Everybody loves lemurs. Some people love lemurs and data. Thanks to one of Duke’s Information Initiative Data Expeditions projects, a group of Duke evolutionary anthropology students recently learned a lot more about lemurs, and how data can be a powerful research tool.

"Nycticebus pygmaeus 002" by David Haring / Duke Lemur Center - email. Licensed under CC BY-SA 3.0 via Commons - https://commons.wikimedia.org/wiki/File:Nycticebus_pygmaeus_002.jpg#/media/File:Nycticebus_pygmaeus_002.jpg

Data Expeditions projects focus on introducing students to exploratory data analysis. In Fall 2015, PhD candidates Kendra Smyth and Lydia Greene from the Nicholas School led a Data Expeditions workshop in Dr. Leslie Digby’s senior-level Advanced Research in Evolutionary Anthropology class. The goal of the workshop was to get students familiar with the R language and introduce them to a range of statistical techniques that might be useful for analyzing their own senior thesis data.

In the workshop, students used a lemur scent-marking dataset compiled by Greene during her undergraduate honors thesis at Duke.

“By using these data, we aimed to make statistics seem both accessible and relatable to these students,” Greene said.

In a single workshop session, Smyth and Greene showed the group how to use the software and work with the data. Just as importantly, they imparted one of the most important messages of their Data Expedition project: Software programs like R are incredibly powerful at churning out statistics; however, the programs blindly follow the codes and run tests even if the test assumptions are violated.

“This point is incredibly important in statistics, as researchers must be smarter than their programs and fully comprehend the assumptions of their chosen analytical approach,” Smyth said.

Dr. Digby also participated in the workshop and intends to make the lesson a part of her future classes.

“It was great having Lydia and Kendra take over the class for a day,” Dr. Digby said. “Most of my students had already learned some basic aspects of R in their statistics courses, and Lydia and Kendra quickly took advantage of this prior knowledge and gave the students a chance to take things to a higher level, applying their knowledge to data and questions that parallel what they are doing for their senior thesis research.

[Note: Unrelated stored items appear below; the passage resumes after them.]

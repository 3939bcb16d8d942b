//! Simple Imputer.
//!
//! Fills missing cells of numeric columns with one per-column statistic:
//! mean, median, most frequent value, or a constant. Also serves as the
//! initial fill of [`IterativeImputer`](super::IterativeImputer).
//!
//! # Example
//! ```ignore
//! use tabprep::preprocessing::{FittedTransformer, ImputeStrategy, SimpleImputer, Transformer};
//!
//! let fitted = SimpleImputer::new(ImputeStrategy::Median).fit(&train)?;
//! let filled = fitted.transform(&test)?;
//! ```

use crate::dataset::{Cell, Column, ColumnType, DataFrame};
use crate::preprocessing::error::PreprocessingError;
use crate::preprocessing::traits::{FittedTransformer, Transformer};
use ndarray::Array2;
use serde::{Deserialize, Serialize};
use std::collections::HashMap;

/// Strategy for imputing missing values.
#[derive(Clone, Copy, Debug, Default, PartialEq, Serialize, Deserialize)]
#[serde(rename_all = "snake_case")]
pub enum ImputeStrategy {
    /// Replace missing values with the mean of each column.
    #[default]
    Mean,
    /// Replace missing values with the median of each column.
    Median,
    /// Replace missing values with the most frequent value of each column.
    MostFrequent,
    /// Replace missing values with a constant value.
    Constant(f64),
}

/// SimpleImputer transformer (unfitted).
#[derive(Clone, Debug, Default)]
pub struct SimpleImputer {
    strategy: ImputeStrategy,
}

impl SimpleImputer {
    /// Create a new SimpleImputer with the specified strategy.
    pub fn new(strategy: ImputeStrategy) -> Self {
        Self { strategy }
    }

    pub fn strategy(&self) -> ImputeStrategy {
        self.strategy
    }
}

/// Compute the fill value of one column, ignoring NaN.
///
/// A column with no observed value gets 0, except under `Constant`.
fn compute_statistic(values: &[f64], strategy: ImputeStrategy) -> f64 {
    let observed: Vec<f64> = values.iter().copied().filter(|v| !v.is_nan()).collect();
    if let ImputeStrategy::Constant(val) = strategy {
        return val;
    }
    if observed.is_empty() {
        return 0.0;
    }

    match strategy {
        ImputeStrategy::Mean => observed.iter().sum::<f64>() / observed.len() as f64,
        ImputeStrategy::Median => {
            let mut sorted = observed;
            sorted.sort_by(f64::total_cmp);
            let n = sorted.len();
            if n % 2 == 0 {
                (sorted[n / 2 - 1] + sorted[n / 2]) / 2.0
            } else {
                sorted[n / 2]
            }
        }
        ImputeStrategy::MostFrequent => {
            let mut counts: HashMap<u64, usize> = HashMap::new();
            for &v in &observed {
                *counts.entry(v.to_bits()).or_insert(0) += 1;
            }
            // Ties go to the smallest value.
            counts
                .into_iter()
                .map(|(bits, count)| (f64::from_bits(bits), count))
                .max_by(|a, b| a.1.cmp(&b.1).then(b.0.total_cmp(&a.0)))
                .map_or(0.0, |(v, _)| v)
        }
        ImputeStrategy::Constant(val) => val,
    }
}

fn require_numeric(column: &Column) -> Result<(), PreprocessingError> {
    if column.dtype() != ColumnType::Numeric {
        return Err(PreprocessingError::TypeMismatch {
            column: column.name().to_string(),
            expected: ColumnType::Numeric.to_string(),
        });
    }
    Ok(())
}

impl Transformer for SimpleImputer {
    type Input = DataFrame;
    type Output = DataFrame;
    type Fitted = FittedSimpleImputer;

    fn fit(&self, data: &DataFrame) -> Result<FittedSimpleImputer, PreprocessingError> {
        if data.n_rows() == 0 {
            return Err(PreprocessingError::EmptyData(
                "Cannot fit SimpleImputer on empty data".to_string(),
            ));
        }

        let mut columns = Vec::with_capacity(data.n_cols());
        let mut statistics = Vec::with_capacity(data.n_cols());
        for column in data.columns() {
            require_numeric(column)?;
            columns.push(column.name().to_string());
            statistics.push(compute_statistic(&column.to_f64_vec()?, self.strategy));
        }

        Ok(FittedSimpleImputer {
            strategy: self.strategy,
            columns,
            statistics,
        })
    }
}

/// Fitted SimpleImputer ready for inference.
#[derive(Clone, Debug, PartialEq, Serialize, Deserialize)]
pub struct FittedSimpleImputer {
    strategy: ImputeStrategy,
    columns: Vec<String>,
    statistics: Vec<f64>,
}

impl FittedSimpleImputer {
    /// Get the imputation statistics (fill values) for each feature.
    pub fn statistics(&self) -> &[f64] {
        &self.statistics
    }

    pub fn strategy(&self) -> ImputeStrategy {
        self.strategy
    }

    /// Column names seen during fit.
    pub fn columns(&self) -> &[String] {
        &self.columns
    }

    /// Replace every NaN of `x` with the statistic of its column.
    pub(crate) fn fill_array(&self, x: &mut Array2<f64>) -> Result<(), PreprocessingError> {
        if x.ncols() != self.statistics.len() {
            return Err(PreprocessingError::ShapeMismatch {
                expected: format!("{} features", self.statistics.len()),
                got: format!("{} features", x.ncols()),
            });
        }
        for (mut col, &stat) in x.columns_mut().into_iter().zip(&self.statistics) {
            col.mapv_inplace(|v| if v.is_nan() { stat } else { v });
        }
        Ok(())
    }

    fn check_columns(&self, data: &DataFrame) -> Result<(), PreprocessingError> {
        let names: Vec<&str> = data.column_names();
        if names != self.columns {
            return Err(PreprocessingError::ColumnMismatch {
                expected: self.columns.clone(),
                got: names.into_iter().map(String::from).collect(),
            });
        }
        Ok(())
    }
}

impl FittedTransformer for FittedSimpleImputer {
    type Input = DataFrame;
    type Output = DataFrame;

    fn transform(&self, data: &DataFrame) -> Result<DataFrame, PreprocessingError> {
        self.check_columns(data)?;
        let mut out = data.clone();
        for (j, &stat) in self.statistics.iter().enumerate() {
            require_numeric(&data.columns()[j])?;
            for row in 0..out.n_rows() {
                if let Some(cell) = out.cell_mut(row, j) {
                    if cell.is_missing() {
                        *cell = Cell::Number(stat);
                    }
                }
            }
        }
        Ok(out)
    }

    fn inverse_transform(&self, _data: &DataFrame) -> Result<DataFrame, PreprocessingError> {
        Err(PreprocessingError::InvalidParameter(
            "SimpleImputer does not support inverse_transform (missing value information is lost)"
                .to_string(),
        ))
    }

    fn n_features_in(&self) -> usize {
        self.columns.len()
    }
}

“In other words, the analyses got very sophisticated very quickly, but the students kept up and did a great job with the mini-project.”

Smyth and Greene also think the scripts and lesson plans could be incorporated into additional Evolutionary Anthropology classes: For example, a statistics laboratory within the introductory class could bring statistics and big data to students just starting out on their science journeys.